“We’ll take the Jurmala cycle path. That’s the way we bike to the beach in summer. It’s wide enough for this vehicle and it skirts the airport perimeter. It goes through the forest, so we won’t be seen.”
Fifteen minutes later, they were driving smoothly along the cycle path running through the forest. Finally Krauja stopped, reversed off the track into the trees and cut the engine. She pointed, but did not need to. The firefight was very close now and it was light enough for Morland to see the high, iron-link perimeter fence.
“Through the trees and you’ll see the airport.”
“De-bus!” Morland ordered.
The team jumped out of the Land Cruiser, shook out into a V formation to ensure all-round observation and moved the short distance to the edge of the forest from which, just as promised, they overlooked the northern perimeter of the airport. Krauja stayed with the vehicle, guarded by Corporal Paddy Archer, ready for a quick getaway.
Morland dropped to the ground, leopard-crawled to the edge of the forest and lay prone. He listened and looked around. No immediate threat. He pulled out his mini-binoculars from his breast pocket. The rest of the team took up positions in all-round defense, rifles pointing in a 360-degree circle. He looked through his binoculars. “Oh, shit!” he exclaimed, despite himself.
From the safety of his cover, Morland looked down the length of the runway. It was a scene of horror. Smoke billowed from lime-green-liveried AirBaltic passenger planes lined up on the hard-standing a kilometer away. In front of the modern, glass-fronted passenger terminal, a vast Russian Mi-26 Halo helicopter, capable of lifting ninety troops, lay on its side, burning fiercely. Curtains of machine-gun fire snaked across the runway and abandoned parachutes billowed on the grass. A full-scale assault on the international airport was under way.
However, despite the carnage on the tarmac, things were obviously not going well for the defenders, because yet more airborne soldiers were de-bussing from the cavernous bellies of other, intact, Mi-26 Halos and, as their feet touched the ground, they started skirmishing toward the buildings. Morland was impressed despite himself; these were highly trained and very brave troops, who were assaulting into murderous and well-aimed fire. However, with the sort of numbers being deployed, there was only going to be one outcome here this morning.
Then there was a heavier volley of fire from the far side of the runway and shells smacked into the terminal buildings, ripping chunks out of the walls and doing God knows what damage to the defenders inside.
Morland trained his binoculars on the vehicles doing the firing, and in one muzzle flash, saw what he had expected and feared: Russian BMD-4 armored vehicles. They would have been dropped with the initial parachute landings. There was no doubt about what he was witnessing; this was the cream of the Russian airborne, with the latest equipment, at work here.
The problem was that he was not close enough to get the quality of photographs the colonel had demanded; the unambiguous evidence that these were Russian regular forces and not some proxies, or some militia, as the Russians would doubtless claim—a game the Russians had played so cleverly and for so long in Ukraine.
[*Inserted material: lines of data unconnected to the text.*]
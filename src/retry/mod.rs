// Consecutive-failure tracking per entity
//
// Failures never stop scheduling; the counter only decides when a
// connectivity_lost signal is raised. The signal fires on the failure that
// reaches the threshold, once per streak.

use dashmap::DashMap;

pub struct RetryPolicy {
    /// Consecutive failures that raise connectivity_lost
    threshold: u32,
    failures: DashMap<String, u32>,
}

impl RetryPolicy {
    pub fn new(threshold: u32) -> Self {
        Self {
            threshold: threshold.max(1),
            failures: DashMap::new(),
        }
    }

    pub fn threshold(&self) -> u32 {
        self.threshold
    }

    /// Reset the streak after a successful fetch
    pub fn on_success(&self, entity_id: &str) {
        if let Some(mut count) = self.failures.get_mut(entity_id) {
            *count = 0;
        }
    }

    /// Record a failed fetch.
    ///
    /// Returns true only when this failure is the one that reaches the threshold.
    pub fn on_failure(&self, entity_id: &str) -> bool {
        let mut count = self.failures.entry(entity_id.to_string()).or_insert(0);
        *count = count.saturating_add(1);
        *count == self.threshold
    }

    pub fn failures(&self, entity_id: &str) -> u32 {
        self.failures.get(entity_id).map_or(0, |c| *c)
    }

    pub fn remove(&self, entity_id: &str) {
        self.failures.remove(entity_id);
    }
}

impl Default for RetryPolicy {
    fn default() -> Self {
        Self::new(3)
    }
}
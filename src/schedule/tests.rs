use super::*;
use crate::error::SchedulerError;

fn snapshot(level: f64) -> StatusSnapshot {
    StatusSnapshot::new(level)
}

#[test]
fn test_state_critical_takes_precedence() {
    // Low level wins even while moving and charging
    let s = StatusSnapshot {
        active: true,
        speed: Some(40.0),
        ..snapshot(15.0)
    };
    assert_eq!(OperatingState::from_snapshot(&s, 20.0), OperatingState::Critical);
}

#[test]
fn test_state_moving_before_active() {
    let s = StatusSnapshot {
        active: true,
        speed: Some(12.0),
        ..snapshot(60.0)
    };
    assert_eq!(OperatingState::from_snapshot(&s, 20.0), OperatingState::Moving);
}

#[test]
fn test_state_active_and_idle() {
    let charging = StatusSnapshot {
        active: true,
        speed: Some(0.0),
        ..snapshot(60.0)
    };
    assert_eq!(
        OperatingState::from_snapshot(&charging, 20.0),
        OperatingState::Active
    );
    assert_eq!(
        OperatingState::from_snapshot(&snapshot(60.0), 20.0),
        OperatingState::Idle
    );
}

#[test]
fn test_state_boundary_at_critical_level() {
    // Exactly 20% is not critical
    assert_eq!(
        OperatingState::from_snapshot(&snapshot(20.0), 20.0),
        OperatingState::Idle
    );
}

#[test]
fn test_delay_active_high_priority() {
    let config = ScheduleConfig::new("car-1", IntervalTable::default()).with_priority(Priority::High);
    let delay = compute_delay(&config, OperatingState::Active, &PriorityFactors::default());
    assert_eq!(delay, Duration::from_secs(60).mul_f64(0.75));
    assert_eq!(delay, Duration::from_secs(45));
}

#[test]
fn test_delay_per_priority() {
    let factors = PriorityFactors::default();
    let base = ScheduleConfig::new("car-1", IntervalTable::default());

    let cases = [
        (Priority::Low, Duration::from_secs(450)),
        (Priority::Normal, Duration::from_secs(300)),
        (Priority::High, Duration::from_secs(225)),
        (Priority::Critical, Duration::from_secs(150)),
    ];
    for (priority, expected) in cases {
        let config = base.clone().with_priority(priority);
        assert_eq!(compute_delay(&config, OperatingState::Idle, &factors), expected);
    }
}

#[test]
fn test_delay_compounds_state_and_priority() {
    let config =
        ScheduleConfig::new("car-1", IntervalTable::default()).with_priority(Priority::Critical);
    let delay = compute_delay(&config, OperatingState::Critical, &PriorityFactors::default());
    assert_eq!(delay, Duration::from_secs(5));
}

#[test]
fn test_delay_falls_back_to_base_on_unusable_factor() {
    let config = ScheduleConfig::new("car-1", IntervalTable::default());

    for normal in [-1.0, 0.0, f64::NAN, f64::INFINITY, 1e300] {
        let factors = PriorityFactors {
            normal,
            ..Default::default()
        };
        let delay = compute_delay(&config, OperatingState::Moving, &factors);
        assert_eq!(delay, Duration::from_secs(15), "factor {}", normal);
    }
}

#[test]
fn test_priority_factor_validation() {
    assert!(PriorityFactors::default().validate().is_ok());

    let factors = PriorityFactors {
        high: -0.5,
        ..Default::default()
    };
    let err = factors.validate().unwrap_err();
    assert!(err.contains("high priority factor"));

    let factors = PriorityFactors {
        critical: f64::NAN,
        ..Default::default()
    };
    assert!(factors.validate().is_err());
}

#[test]
fn test_interval_floor() {
    assert!(IntervalTable::default().validate().is_ok());

    let mut table = IntervalTable::default();
    table.critical = MIN_INTERVAL;
    assert!(table.validate().is_ok());

    table.critical = Duration::from_millis(999);
    let err = ScheduleConfig::new("car-1", table).validate().unwrap_err();
    assert!(matches!(
        err,
        SchedulerError::InvalidSchedule { ref entity_id, .. } if entity_id == "car-1"
    ));
    assert!(err.to_string().contains("critical interval"));
}

#[test]
fn test_interval_merge_is_key_by_key() {
    let mut table = IntervalTable::default();
    table.merge(&IntervalOverrides {
        moving: Some(Duration::from_secs(5)),
        ..Default::default()
    });

    assert_eq!(table.moving, Duration::from_secs(5));
    assert_eq!(table.idle, Duration::from_secs(300));
    assert_eq!(table.active, Duration::from_secs(60));
    assert_eq!(table.critical, Duration::from_secs(10));
    assert_eq!(table.shortest(), Duration::from_secs(5));
}

#[test]
fn test_schedule_config_json_defaults() {
    let json = serde_json::json!({
        "entity_id": "car-1",
        "intervals": {
            "idle_ms": 1000,
            "active_ms": 500,
            "moving_ms": 200,
            "critical_ms": 100
        }
    });

    let config: ScheduleConfig = serde_json::from_value(json).unwrap();
    assert_eq!(config.priority, Priority::Normal);
    assert!(config.enabled);
    assert_eq!(config.intervals.moving, Duration::from_millis(200));
}

#[test]
fn test_patch_deserializes_partial_intervals() {
    let json = serde_json::json!({
        "intervals": { "idle_ms": 120000 },
        "priority": "high"
    });

    let patch: SchedulePatch = serde_json::from_value(json).unwrap();
    assert_eq!(patch.intervals.idle, Some(Duration::from_secs(120)));
    assert_eq!(patch.intervals.active, None);
    assert_eq!(patch.priority, Some(Priority::High));
    assert_eq!(patch.enabled, None);
}

// --- registry ---

#[test]
fn test_registry_insert_and_replace() {
    let registry = ScheduleRegistry::new();

    let first = ScheduleConfig::new("car-1", IntervalTable::default());
    assert!(registry.insert(first.clone()).is_none());

    let second = first.clone().with_priority(Priority::Low);
    let replaced = registry.insert(second).unwrap();
    assert_eq!(replaced.priority, Priority::Normal);

    assert_eq!(registry.len(), 1);
    assert_eq!(registry.get("car-1").unwrap().priority, Priority::Low);
}

#[test]
fn test_registry_update_unknown_entity() {
    let registry = ScheduleRegistry::new();
    let result = registry.update("ghost", &SchedulePatch::default());
    assert_eq!(result.unwrap_err(), SchedulerError::NotFound("ghost".to_string()));
}

#[test]
fn test_registry_update_merges_intervals() {
    let registry = ScheduleRegistry::new();
    registry.insert(ScheduleConfig::new("car-1", IntervalTable::default()));

    let patch = SchedulePatch {
        intervals: IntervalOverrides {
            active: Some(Duration::from_secs(30)),
            ..Default::default()
        },
        category: Some("tesla".to_string()),
        ..Default::default()
    };
    let updated = registry.update("car-1", &patch).unwrap();

    assert_eq!(updated.intervals.active, Duration::from_secs(30));
    assert_eq!(updated.intervals.idle, Duration::from_secs(300));
    assert_eq!(updated.category.as_deref(), Some("tesla"));
    assert!(updated.enabled);
}

#[test]
fn test_registry_update_rejects_zero_interval() {
    let registry = ScheduleRegistry::new();
    registry.insert(ScheduleConfig::new("car-1", IntervalTable::default()));

    let patch = SchedulePatch {
        intervals: IntervalOverrides {
            idle: Some(Duration::ZERO),
            ..Default::default()
        },
        priority: Some(Priority::High),
        ..Default::default()
    };
    let err = registry.update("car-1", &patch).unwrap_err();
    assert!(matches!(err, SchedulerError::InvalidSchedule { .. }));

    // Nothing from the rejected patch is applied
    let config = registry.get("car-1").unwrap();
    assert_eq!(config.intervals, IntervalTable::default());
    assert_eq!(config.priority, Priority::Normal);
}

#[test]
fn test_with_current_runs_only_for_live_generation() {
    let registry = ScheduleRegistry::new();
    registry.insert(ScheduleConfig::new("car-1", IntervalTable::default()));

    let stale = registry.next_generation("car-1").unwrap();
    let current = registry.next_generation("car-1").unwrap();

    assert_eq!(registry.with_current("car-1", current, || 7), Some(7));
    assert_eq!(registry.with_current("car-1", stale, || 7), None);
    assert_eq!(registry.with_current("ghost", current, || 7), None);

    registry.remove("car-1");
    assert_eq!(registry.with_current("car-1", current, || 7), None);
}

#[test]
fn test_registry_set_enabled() {
    let registry = ScheduleRegistry::new();
    registry.insert(ScheduleConfig::new("car-1", IntervalTable::default()));

    assert!(registry.set_enabled("car-1", false).unwrap());
    assert!(!registry.set_enabled("car-1", false).unwrap());
    assert!(registry.enabled_ids().is_empty());
    assert!(registry.set_enabled("ghost", true).is_err());
}

#[test]
fn test_generation_invalidated_by_remove() {
    let registry = ScheduleRegistry::new();
    registry.insert(ScheduleConfig::new("car-1", IntervalTable::default()));

    let generation = registry.next_generation("car-1").unwrap();
    assert!(registry.is_current("car-1", generation));

    registry.remove("car-1");
    assert!(!registry.is_current("car-1", generation));

    // Re-registering never revives an old generation
    registry.insert(ScheduleConfig::new("car-1", IntervalTable::default()));
    assert!(!registry.is_current("car-1", generation));
}

#[test]
fn test_generation_invalidated_by_cancel() {
    let registry = ScheduleRegistry::new();
    registry.insert(ScheduleConfig::new("car-1", IntervalTable::default()));

    let generation = registry.next_generation("car-1").unwrap();
    assert!(registry.cancel("car-1"));
    assert!(!registry.is_current("car-1", generation));
    assert!(!registry.cancel("ghost"));
    assert!(registry.next_generation("ghost").is_none());
}

#[tokio::test]
async fn test_stale_task_handle_is_not_attached() {
    let registry = ScheduleRegistry::new();
    registry.insert(ScheduleConfig::new("car-1", IntervalTable::default()));

    let stale = registry.next_generation("car-1").unwrap();
    let current = registry.next_generation("car-1").unwrap();

    let stale_task = tokio::spawn(async {
        tokio::time::sleep(Duration::from_secs(3600)).await;
    });
    registry.attach_task("car-1", stale, TaskHandle::new(stale_task));
    assert!(!registry.has_live_task("car-1"));

    let live = tokio::spawn(async {
        tokio::time::sleep(Duration::from_secs(3600)).await;
    });
    registry.attach_task("car-1", current, TaskHandle::new(live));
    assert!(registry.has_live_task("car-1"));

    assert_eq!(registry.cancel_all(), 1);
    assert!(!registry.is_current("car-1", current));
}

#[test]
fn test_category_counts() {
    let registry = ScheduleRegistry::new();
    registry.insert(ScheduleConfig::new("a", IntervalTable::default()).with_category("tesla"));
    registry.insert(ScheduleConfig::new("b", IntervalTable::default()).with_category("tesla"));
    registry.insert(ScheduleConfig::new("c", IntervalTable::default()).with_category("bmw"));
    registry.insert(ScheduleConfig::new("d", IntervalTable::default()));

    let counts = registry.category_counts();
    assert_eq!(counts.get("tesla"), Some(&2));
    assert_eq!(counts.get("bmw"), Some(&1));
    assert_eq!(counts.len(), 2);
}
Next moment he switched back to the terminal, as he saw flashes and heard the unmistakable crump of mortar rounds exploding among the advancing Russians. As the rounds fell on the hard tarmac, they blew the troops over, scythed down, just like the toy plastic soldiers Morland had played with as a child and knocked over with his finger to signify they were dead.
“Those Latvians sure know how to use their mortars.” Morland heard Sergeant Wild’s voice in his PRR, personal role radio, in his ear. “They’re giving the Russians something to think about… There’ll be a good few less in the queue for coffee and doughnuts when they finally get to the cafeteria.”
Morland could almost feel himself smile at the sergeant’s grim, gallows humor. But the happy thought that the Latvians were fighting back so effectively was destroyed moments later by a loud roar just above their heads. It was a flight of four Mi-24 Hind helicopter gunships, which opened fire on the airport buildings. Smoke from 80-millimeter rockets snaked from weapon stations mounted on their stub wings, while 23-millimeter nose-mounted cannons sent burst after burst into the Latvian infantry fire positions.
The roar and clatter of huge helicopters did not stop as four more Hinds roared low to replace the first flight, which turned for home, ammunition exhausted. Soon there was a regular taxi rank of gunships pouring fire onto the hapless Latvians from a mere 200 feet above the heads of Morland and his team.